**Problem to work on:** Starting at the top of the data and ending with the line that holds "render_errors(&result, output)?;", transcribe each line exactly; include both ends.

START Available records

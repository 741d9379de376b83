//! Terminal front end for config flows
//!
//! Renders each form as a numbered list and submits the chosen option.
//! An empty answer takes the field default, `q` aborts the flow.

use std::io::{BufRead, Write};

use anyhow::{bail, Result};
use ingresso_config_flow::{FlowManager, FlowResult, FormField};
use serde_json::{json, Map, Value};

/// What the user answered for one field
#[derive(Debug, PartialEq, Eq)]
enum Answer {
    Value(String),
    Quit,
    Invalid,
}

/// Drive a started flow to completion
///
/// Returns the final result (`create_entry` or `abort`).
pub async fn drive<R, W>(
    flows: &FlowManager,
    mut result: FlowResult,
    input: &mut R,
    output: &mut W,
) -> Result<FlowResult>
where
    R: BufRead,
    W: Write,
{
    while !result.is_finished() {
        let flow_id = result.flow_id.clone();
        render_errors(&result, output)?;

        let submission = if result.data_schema.is_empty() {
            // Nothing to choose: the step failed to load its list
            write!(output, "Retry? [Y/n] ")?;
            output.flush()?;
            match read_line(input)?.as_deref() {
                None => bail!("input closed"),
                Some("n") | Some("N") | Some("q") => {
                    return Ok(flows.abort_flow(&flow_id).await?);
                }
                Some(_) => None,
            }
        } else {
            match ask_fields(&result.data_schema, input, output)? {
                Some(values) => Some(Value::Object(values)),
                None => return Ok(flows.abort_flow(&flow_id).await?),
            }
        };

        result = flows.progress_flow(&flow_id, submission).await?;
    }

    Ok(result)
}

fn render_errors<W: Write>(result: &FlowResult, output: &mut W) -> Result<()> {
    let Some(errors) = &result.errors else {
        return Ok(());
    };

    let city = result
        .description_placeholders
        .as_ref()
        .and_then(|p| p.get("city_name"))
        .map(String::as_str)
        .unwrap_or("");

    let mut errors: Vec<_> = errors.iter().collect();
    errors.sort();
    for (field, error) in errors {
        let message = match error.as_str() {
            "cannot_connect" => "Could not reach Ingresso.com".to_string(),
            "no_theaters" => format!("No theaters found in {}", city),
            "invalid_city" => "Unknown city".to_string(),
            "invalid_theater" => "Unknown theater".to_string(),
            other => format!("{}: {}", field, other),
        };
        writeln!(output, "! {}", message)?;
    }
    Ok(())
}

/// Ask every field; `None` when the user quits
fn ask_fields<R, W>(
    fields: &[FormField],
    input: &mut R,
    output: &mut W,
) -> Result<Option<Map<String, Value>>>
where
    R: BufRead,
    W: Write,
{
    let mut values = Map::new();

    for field in fields {
        loop {
            writeln!(output, "{}:", field.name)?;
            for (i, option) in field.options.iter().enumerate() {
                let marker = match &field.default {
                    Some(Value::String(d)) if d == &option.value => " (current)",
                    _ => "",
                };
                writeln!(output, "  {:>3}) {}{}", i + 1, option.label, marker)?;
            }
            write!(output, "> ")?;
            output.flush()?;

            let Some(line) = read_line(input)? else {
                bail!("input closed");
            };
            match parse_answer(field, &line) {
                Answer::Value(value) => {
                    values.insert(field.name.clone(), json!(value));
                    break;
                }
                Answer::Quit => return Ok(None),
                Answer::Invalid => writeln!(output, "! Pick a number from the list")?,
            }
        }
    }

    Ok(Some(values))
}

/// Number from the list, an option value, or empty for the default
fn parse_answer(field: &FormField, line: &str) -> Answer {
    if line == "q" {
        return Answer::Quit;
    }
    if line.is_empty() {
        return match &field.default {
            Some(Value::String(default)) => Answer::Value(default.clone()),
            _ => Answer::Invalid,
        };
    }
    if let Ok(n) = line.parse::<usize>() {
        if let Some(option) = n.checked_sub(1).and_then(|i| field.options.get(i)) {
            return Answer::Value(option.value.clone());
        }
    }
    match field.options.iter().find(|o| o.value == line) {
        Some(option) => Answer::Value(option.value.clone()),
        None => Answer::Invalid,
    }
}

/// Trimmed next line, `None` at end of input
fn read_line<R: BufRead>(input: &mut R) -> Result<Option<String>> {
    let mut line = String::new();
    if input.read_line(&mut line)? == 0 {
        return Ok(None);
    }
    Ok(Some(line.trim().to_string()))
}

#[cfg(test)]
mod tests {
    use super::*;
    use async_trait::async_trait;
    use ingresso_api::{ApiResult, City, IngressoApi, Movie, NowPlayingQuery, Theater};
    use ingresso_config_entries::{ConfigEntries, Storage};
    use ingresso_config_flow::{FlowResultType, SelectOption};
    use std::io::Cursor;
    use std::sync::Arc;

    struct FixedApi;

    #[async_trait]
    impl IngressoApi for FixedApi {
        async fn fetch_now_playing(&self, _query: &NowPlayingQuery) -> ApiResult<Vec<Movie>> {
            Ok(Vec::new())
        }

        async fn fetch_cities(&self) -> ApiResult<Vec<City>> {
            Ok(vec![City {
                id: "48".to_string(),
                name: "Recife".to_string(),
                uf: "PE".to_string(),
            }])
        }

        async fn fetch_theaters(&self, _city_id: &str, _partnership: &str) -> ApiResult<Vec<Theater>> {
            Ok(vec![
                Theater {
                    id: "1260".to_string(),
                    name: "UCI Recife".to_string(),
                },
                Theater {
                    id: "1301".to_string(),
                    name: "Cinépolis Recife".to_string(),
                },
            ])
        }
    }

    fn field() -> FormField {
        FormField::select(
            "theater",
            vec![
                SelectOption::new("1260", "UCI Recife"),
                SelectOption::new("1301", "Cinépolis Recife"),
            ],
        )
    }

    #[test]
    fn test_parse_answer() {
        let f = field();
        assert_eq!(parse_answer(&f, "2"), Answer::Value("1301".to_string()));
        assert_eq!(parse_answer(&f, "1260"), Answer::Value("1260".to_string()));
        assert_eq!(parse_answer(&f, "0"), Answer::Invalid);
        assert_eq!(parse_answer(&f, "3"), Answer::Invalid);
        assert_eq!(parse_answer(&f, ""), Answer::Invalid);
        assert_eq!(parse_answer(&f, "q"), Answer::Quit);

        let f = field().with_default("1301");
        assert_eq!(parse_answer(&f, ""), Answer::Value("1301".to_string()));
    }

    #[tokio::test]
    async fn test_drive_to_create_entry() {
        let dir = tempfile::TempDir::new().unwrap();
        let entries = Arc::new(ConfigEntries::new(Arc::new(Storage::new(dir.path())), "ingresso"));
        let flows = FlowManager::new(Arc::new(FixedApi), entries.clone(), "encora");

        let start = flows.start_user_flow().await.unwrap();
        let mut input = Cursor::new("7\n1\n2\n");
        let mut output = Vec::new();
        let result = drive(&flows, start, &mut input, &mut output).await.unwrap();

        assert_eq!(result.result_type, FlowResultType::CreateEntry);
        assert_eq!(result.title.as_deref(), Some("Recife - Cinépolis Recife"));
        assert_eq!(entries.len(), 1);

        let printed = String::from_utf8(output).unwrap();
        assert!(printed.contains("Recife - PE"));
        assert!(printed.contains("Pick a number"));
    }

    #[tokio::test]
    async fn test_quit_aborts() {
        let dir = tempfile::TempDir::new().unwrap();
        let entries = Arc::new(ConfigEntries::new(Arc::new(Storage::new(dir.path())), "ingresso"));
        let flows = FlowManager::new(Arc::new(FixedApi), entries.clone(), "encora");

        let start = flows.start_user_flow().await.unwrap();
        let mut input = Cursor::new("q\n");
        let result = drive(&flows, start, &mut input, &mut Vec::new()).await.unwrap();

        assert_eq!(result.result_type, FlowResultType::Abort);
        assert!(entries.is_empty());
        assert!(flows.list_flows().await.is_empty());
    }
}
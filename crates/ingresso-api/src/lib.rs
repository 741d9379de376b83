//! Ingresso.com content API client
//!
//! Wraps the read-only JSON endpoints the integration consumes:
//!
//! - `GET /v0/templates/nowplaying/{city}?partnership=..[&theaters=..]` - movies showing
//! - `GET /v0/states` - states with their nested cities
//! - `GET /v0/theaters/city/{city}/partnership/{partnership}` - theaters of a city
//!
//! Every call maps failures to [`ApiError`]: HTTP 401/403 become
//! `Authentication`, timeouts and transport failures `Communication`, and
//! anything else `Api`. Nothing is retried.

pub mod client;
pub mod error;
pub mod models;

pub use client::{IngressoApi, IngressoApiClient};
pub use error::{ApiError, ApiResult};
pub use models::{flatten_cities, City, Movie, MovieImage, NowPlayingQuery, PremiereDate, Theater};
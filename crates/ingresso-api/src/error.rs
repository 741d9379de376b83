//! API error taxonomy

use thiserror::Error;

/// Result type for API calls
pub type ApiResult<T> = Result<T, ApiError>;

/// Errors returned by the content API client
#[derive(Debug, Error)]
pub enum ApiError {
    /// Timeout, DNS or connection failure
    #[error("error fetching {url}: {message}")]
    Communication { url: String, message: String },

    /// The API answered 401 or 403
    #[error("invalid credentials: {url} answered HTTP {status}")]
    Authentication { url: String, status: u16 },

    /// Any other failure: unexpected status, undecodable body, bad client setup
    #[error("unexpected failure for {url}: {message}")]
    Api { url: String, message: String },
}

impl ApiError {
    /// Classify a reqwest failure for `url`
    pub(crate) fn from_reqwest(url: &str, err: reqwest::Error) -> Self {
        let url = url.to_string();
        let message = err.to_string();

        if err.is_decode() {
            return ApiError::Api { url, message };
        }
        if err.is_timeout() || err.is_connect() || err.is_request() || err.is_body() {
            return ApiError::Communication { url, message };
        }
        ApiError::Api { url, message }
    }

    pub fn is_communication(&self) -> bool {
        matches!(self, ApiError::Communication { .. })
    }
}
//! Sensor platform
//!
//! Owns one [`IngressoSensor`] per loaded config entry and plugs into the
//! config entries lifecycle as its [`SetupHandler`].

use std::sync::Arc;

use async_trait::async_trait;
use dashmap::DashMap;
use futures::future::join_all;
use ingresso_api::IngressoApi;
use ingresso_config_entries::{
    ConfigEntry, IngressoConfig, SetupError, SetupHandler, Storable, Storage, StorageResult,
};
use ingresso_core::State;
use serde::{Deserialize, Serialize};
use tokio::sync::Mutex;
use tracing::{debug, info, warn};

use crate::sensor::IngressoSensor;

/// Storage key of the published entity states
pub const STATES_STORAGE_KEY: &str = "ingresso.states";

/// Entity states as written by the run loop
#[derive(Debug, Clone, Default, Serialize, Deserialize)]
pub struct SensorStates {
    pub states: Vec<State>,
}

impl Storable for SensorStates {
    const KEY: &'static str = STATES_STORAGE_KEY;
    const VERSION: u32 = 1;
    const MINOR_VERSION: u32 = 1;
}

/// Live sensors keyed by config entry id
pub struct IngressoPlatform {
    api: Arc<dyn IngressoApi>,
    sensors: DashMap<String, Arc<Mutex<IngressoSensor>>>,
}

impl IngressoPlatform {
    pub fn new(api: Arc<dyn IngressoApi>) -> Self {
        Self {
            api,
            sensors: DashMap::new(),
        }
    }

    /// Sensor of a loaded entry
    pub fn sensor(&self, entry_id: &str) -> Option<Arc<Mutex<IngressoSensor>>> {
        self.sensors.get(entry_id).map(|r| r.value().clone())
    }

    pub fn len(&self) -> usize {
        self.sensors.len()
    }

    pub fn is_empty(&self) -> bool {
        self.sensors.is_empty()
    }

    fn all(&self) -> Vec<(String, Arc<Mutex<IngressoSensor>>)> {
        let mut sensors: Vec<_> = self
            .sensors
            .iter()
            .map(|r| (r.key().clone(), r.value().clone()))
            .collect();
        sensors.sort_by(|a, b| a.0.cmp(&b.0));
        sensors
    }

    /// Run one update cycle on every sensor
    ///
    /// Sensors update concurrently; each one's lock keeps its own cycles
    /// from overlapping.
    pub async fn update_all(&self) -> Vec<State> {
        let updates = self.all().into_iter().map(|(entry_id, sensor)| async move {
            let mut sensor = sensor.lock().await;
            let result = sensor.update().await;
            debug!(
                "Entry {} updated: available={}, count={:?}",
                entry_id, result.available, result.count
            );
            sensor.state()
        });

        join_all(updates).await
    }

    /// Current state of every sensor, without polling
    pub async fn states(&self) -> Vec<State> {
        let mut states = Vec::with_capacity(self.sensors.len());
        for (_, sensor) in self.all() {
            states.push(sensor.lock().await.state());
        }
        states
    }

    /// Write the current states to `.storage/ingresso.states`
    pub async fn save_states(&self, storage: &Storage) -> StorageResult<()> {
        let states = SensorStates {
            states: self.states().await,
        };
        storage.save(&states).await
    }
}

#[async_trait]
impl SetupHandler for IngressoPlatform {
    /// Probe the listing once, then register the sensor seeded with it
    ///
    /// Any probe failure means the stored selection no longer works and is
    /// reported as [`SetupError::AuthFailed`].
    async fn setup_entry(&self, entry: &ConfigEntry) -> Result<(), SetupError> {
        let config = IngressoConfig::from_data(&entry.data)
            .map_err(|e| SetupError::Failed(e.to_string()))?;
        let mut sensor = IngressoSensor::new(self.api.clone(), config)
            .map_err(|e| SetupError::Failed(e.to_string()))?;

        let probe = self.api.fetch_now_playing(&sensor.query()).await;
        if let Err(e) = &probe {
            warn!("Falha ao conectar com a API Ingresso.com: {}", e);
            return Err(SetupError::AuthFailed(e.to_string()));
        }
        sensor.apply(probe);

        info!(
            "Sensor {} ({}) set up for entry {}",
            sensor.entity_id(),
            sensor.unique_id(),
            entry.entry_id
        );
        self.sensors
            .insert(entry.entry_id.clone(), Arc::new(Mutex::new(sensor)));
        Ok(())
    }

    async fn unload_entry(&self, entry: &ConfigEntry) -> bool {
        // Entries whose setup failed never registered a sensor
        if self.sensors.remove(&entry.entry_id).is_none() {
            debug!("No sensor registered for entry {}", entry.entry_id);
        }
        true
    }
}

END Available records

**The answer:**
repository 741d9379de376b83
//! Terminal front end for config flows
//!
//! Renders each form as a numbered list and submits the chosen option.
//! An empty answer takes the field default, `q` aborts the flow.

use std::io::{BufRead, Write};

use anyhow::{bail, Result};
use ingresso_config_flow::{FlowManager, FlowResult, FormField};
use serde_json::{json, Map, Value};

/// What the user answered for one field
#[derive(Debug, PartialEq, Eq)]
enum Answer {
    Value(String),
    Quit,
    Invalid,
}

/// Drive a started flow to completion
///
/// Returns the final result (`create_entry` or `abort`).
pub async fn drive<R, W>(
    flows: &FlowManager,
    mut result: FlowResult,
    input: &mut R,
    output: &mut W,
) -> Result<FlowResult>
where
    R: BufRead,
    W: Write,
{
    while !result.is_finished() {
        let flow_id = result.flow_id.clone();
        render_errors(&result, output)?;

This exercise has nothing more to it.